Ladies, I know that you might not believe a straight white guy's warning in 2024, but let me tell ya, this stuff is poison for your soul.
Last night, I watched the Netflix film "Damsel," a roaring fantasy adventure that has skyrocketed to the platform's "Top 10" list over the last week.
It is beautifully shot and it has a strong plot compared to most other films these days. The story starts with Elodie, the daughter of a feudal lord, who decides to give her hand in marriage to ensure that her people survive. This isn't some dainty princess: This is a strong woman who understands the balance between duty and personal liberty. From the start of the film, she is a good role model for girls like my daughters, a thing missing from so much of art these days.

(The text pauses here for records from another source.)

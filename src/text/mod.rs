//! Object graph ⇄ JSON text.
//!
//! The JSON document is an array with one element per root.  Roots carry a
//! `$type` discriminator, payload objects a `$class`, and typed values are
//! written as `{"$t": "U32", "$v": 7}`.  Keys starting with `$` are
//! structural and never renamed.
//!
//! Field names go through [`FieldNaming`] at this boundary only: the graph
//! keeps Havok's internal names, the text drops the internal prefix and the
//! computed fields nobody edits.  A name that would not come back unchanged
//! after stripping (no prefix, or a stripped form that looks structural or
//! suppressed) is written whole behind `$raw:`.

use serde_json::{Map, Value};
use thiserror::Error;

use crate::object::{HavokRoot, SIGNATURE_KEY};

/// Prefix of Havok member names.
pub const INTERNAL_PREFIX: &str = "m_";
/// Keys starting with this character are never renamed.
const STRUCTURAL_SIGIL: char = '$';
/// Marks a key written exactly as it appears in the graph.
pub const RAW_KEY_PREFIX: &str = "$raw:";

#[derive(Error, Debug)]
pub enum TextError {
    #[error("JSON error: {0}")]
    Json(#[from] serde_json::Error),
    #[error("Expected a JSON array of roots at top level")]
    NotAnArray,
}

// ── FieldNaming ──────────────────────────────────────────────────────────────

/// How graph field names map to text keys.
#[derive(Debug, Clone, PartialEq, Eq)]
pub struct FieldNaming {
    /// Stripped from keys on the way out, restored on the way in.
    pub internal_prefix: String,
    /// Keys dropped on the way out and left untouched on the way in.
    pub suppressed:      Vec<String>,
}

impl Default for FieldNaming {
    fn default() -> Self {
        Self {
            internal_prefix: INTERNAL_PREFIX.to_string(),
            suppressed:      vec![SIGNATURE_KEY.to_string()],
        }
    }
}

impl FieldNaming {
    /// Keep every field name exactly as in the graph.
    pub fn verbatim() -> Self {
        Self { internal_prefix: String::new(), suppressed: Vec::new() }
    }

    fn is_suppressed(&self, key: &str) -> bool {
        self.suppressed.iter().any(|s| s == key)
    }

    fn is_structural(key: &str) -> bool {
        key.starts_with(STRUCTURAL_SIGIL)
    }

    /// Graph form → text form.
    pub fn to_text(&self, value: Value) -> Value {
        self.rename(value, &|key| {
            if self.is_suppressed(key) {
                return None;
            }
            if Self::is_structural(key) {
                return Some(if key.starts_with(RAW_KEY_PREFIX) {
                    format!("{RAW_KEY_PREFIX}{key}")
                } else {
                    key.to_string()
                });
            }
            match key.strip_prefix(self.internal_prefix.as_str()) {
                Some(short) if !Self::is_structural(short) && !self.is_suppressed(short) => {
                    Some(short.to_string())
                }
                _ => Some(format!("{RAW_KEY_PREFIX}{key}")),
            }
        })
    }

    /// Text form → graph form.
    pub fn to_graph(&self, value: Value) -> Value {
        self.rename(value, &|key| {
            if let Some(raw) = key.strip_prefix(RAW_KEY_PREFIX) {
                Some(raw.to_string())
            } else if Self::is_structural(key) || self.is_suppressed(key) {
                Some(key.to_string())
            } else {
                Some(format!("{}{key}", self.internal_prefix))
            }
        })
    }

    fn rename(&self, value: Value, map_key: &dyn Fn(&str) -> Option<String>) -> Value {
        match value {
            Value::Object(entries) => {
                let mut out = Map::with_capacity(entries.len());
                for (key, v) in entries {
                    if let Some(new_key) = map_key(&key) {
                        out.insert(new_key, self.rename(v, map_key));
                    }
                }
                Value::Object(out)
            }
            Value::Array(items) => Value::Array(items.into_iter().map(|v| self.rename(v, map_key)).collect()),
            other => other,
        }
    }
}

// ── TreeCodec ────────────────────────────────────────────────────────────────

#[derive(Debug, Clone, Default)]
pub struct TreeCodec {
    pub naming: FieldNaming,
    /// Indent the output.
    pub pretty: bool,
}

impl TreeCodec {
    pub fn new(naming: FieldNaming, pretty: bool) -> Self {
        Self { naming, pretty }
    }

    pub fn encode(&self, roots: &[HavokRoot]) -> Result<String, TextError> {
        let graph = serde_json::to_value(roots)?;
        let text = self.naming.to_text(graph);
        Ok(if self.pretty {
            serde_json::to_string_pretty(&text)?
        } else {
            serde_json::to_string(&text)?
        })
    }

    pub fn decode(&self, text: &str) -> Result<Vec<HavokRoot>, TextError> {
        let value: Value = serde_json::from_str(text)?;
        if !value.is_array() {
            return Err(TextError::NotAnArray);
        }
        Ok(serde_json::from_value(self.naming.to_graph(value))?)
    }
}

Elodie set off with her family to the distant island kingdom of Aurea.
A few minutes after that, little alarm bells started to go off in my head.
Here's why.
[Spoilers Ahead]
I'll breeze through the finer points of the plot to save time.
- Elodie is blown away by how rich the king and queen of Aurea are. Their palace is enormous and her betrothed, Prince Henry, actually gets along with her quite well. The two grow quite close in a single day, which is good, because the wedding is the next day.
- The wedding is straight out of a fairy tale, but afterwards, Elodie is taken to the mountain for a ritual. Her hand is cut and her blood is mixed with the prince's ... and then she's thrown as a sacrifice into the mountain.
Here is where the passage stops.